Não se trata apenas da violência dos grupos locais e dos conflitos interétnicos entre os kumus, uma etnia hutu do Ruanda, e os nandes, etnia maioritária de origem ugandesa, que reforçam a instabilidade política e social na região, que durante décadas teve que enfrentar também os massacres quase diários e a violência atribuída às Forças democráticas aliadas (Adf), nascidas no vizinho Uganda e estabelecidas no leste do Congo em 1995 com o objetivo de criar um dos chamados “Estados islâmicos”. Só em 2020, as Adf foram acusadas de ter assassinado mais de oitocentos civis, tanto no Kivu do Norte como no Kivu do Sul. «A 10 de abril, em Goma — capital da província do Kivu do Norte, 400 km a sul de Butembo — verificaram-se várias mortes nos conflitos interétnicos entre os kumu-hutus, tutsis e nandes», explicou o missionário. Estes últimos sentem-se cada vez mais ameaçados pela crescente influência das etnias ruandesas, especialmente na capital do Kivu do Norte, mas também em Mutembo e em Beni, onde foram usurpados terrenos agrícolas produtivos, particularmente de cacau, incendiando casas e matando brutalmente camponeses nandes. «Receamos que o ódio que circunda Goma se possa espalhar também aqui», afirma o padre Claudino. «A República Democrática do Congo é muito grande, mas “balcaniza-se”, como se diz, e perde o controle do território nacional».

A condição dramática do Estado africano levou recentemente a Comissão permanente do episcopado local (Cenco) a lançar mais um apelo a favor da pacificação, para pôr fim aos «conflitos armados que causam morte, desolação e deslocação de populações, na esperança de obter uma grande mobilização para lutar contra as causas profundas desta insegurança», entre as quais: violências dos grupos armados que agem para ocupar terras, exploração ilegal dos recursos naturais, enriquecimento injusto, islamização da região apesar da liberdade religiosa, deixando famílias em luto, causando deslocações maciças de populações e provocando perdas significativas de propriedades que prejudicaram gravemente a economia da região. «Já realizamos uma missão pastoral no início do ano, no leste do país, particularmente nas dioceses de Goma, Butembo-Beni e Bunia, rezando com as populações e dialogando com representantes de diferentes camadas da sociedade», declararam os bispos.

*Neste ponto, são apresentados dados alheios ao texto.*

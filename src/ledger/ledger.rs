use tracing::{debug, warn};

use crate::{
    config::Labels,
    errors::{EntryKind, LedgerError},
};

use super::transaction::Transaction;

/// Running balance over an append-only list of transactions.
///
/// `balance` is a cache of the sum of all stored amounts, folded in insertion
/// order. Every mutation validates before touching state, so a rejected
/// amount leaves both the history and the balance untouched.
#[derive(Debug, Clone, Default)]
pub struct Ledger {
    transactions: Vec<Transaction>,
    balance: f64,
    labels: Labels,
}

impl Ledger {
    pub fn new() -> Self {
        Self::default()
    }

    /// Creates an empty ledger whose default descriptions come from `labels`.
    pub fn with_labels(labels: Labels) -> Self {
        Self {
            labels,
            ..Self::default()
        }
    }

    pub fn labels(&self) -> &Labels {
        &self.labels
    }

    /// Records income of `amount`, which must be strictly positive.
    pub fn record_income(
        &mut self,
        amount: f64,
        description: Option<&str>,
    ) -> Result<(), LedgerError> {
        self.ensure_positive(EntryKind::Income, amount)?;
        let description = description.unwrap_or(&self.labels.income).to_string();
        self.push(Transaction::new(description, amount));
        Ok(())
    }

    /// Records an expense of `amount`, stored as `-amount`.
    pub fn record_expense(
        &mut self,
        amount: f64,
        description: Option<&str>,
    ) -> Result<(), LedgerError> {
        self.ensure_positive(EntryKind::Expense, amount)?;
        let description = description.unwrap_or(&self.labels.expense).to_string();
        self.push(Transaction::new(description, -amount));
        Ok(())
    }

    pub fn get_balance(&self) -> f64 {
        self.balance
    }

    /// Copies the history as `(description, amount)` pairs in insertion order.
    pub fn get_transactions(&self) -> Vec<(String, f64)> {
        self.transactions.iter().map(Transaction::to_pair).collect()
    }

    pub fn entries(&self) -> &[Transaction] {
        &self.transactions
    }

    pub fn len(&self) -> usize {
        self.transactions.len()
    }

    pub fn is_empty(&self) -> bool {
        self.transactions.is_empty()
    }

    // NaN fails the comparison as well.
    fn ensure_positive(&self, kind: EntryKind, amount: f64) -> Result<(), LedgerError> {
        if amount > 0.0 {
            Ok(())
        } else {
            warn!(%kind, amount, "rejected non-positive amount");
            Err(LedgerError::invalid_amount(kind, amount, self.labels.locale))
        }
    }

    fn push(&mut self, transaction: Transaction) {
        self.balance += transaction.amount();
        debug!(
            kind = %transaction.kind(),
            amount = transaction.amount(),
            balance = self.balance,
            "recorded transaction"
        );
        self.transactions.push(transaction);
    }
}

Considerando que também o Kivu do Sul vive a situação de precariedade e instabilidade que carateriza o Kivu do Norte e o Ituri, os bispos asseguraram que «nos próximos meses será enviada outra missão de escuta e segurança. A Cenco continua a apoiar o processo de construção da paz e da coesão social. Em virtude da nossa missão pastoral trabalharemos, interna e externamente, para consolidar a fraternidade entre os povos e as comunidades, de modo que os adversários se comprometam a percorrer juntos o caminho».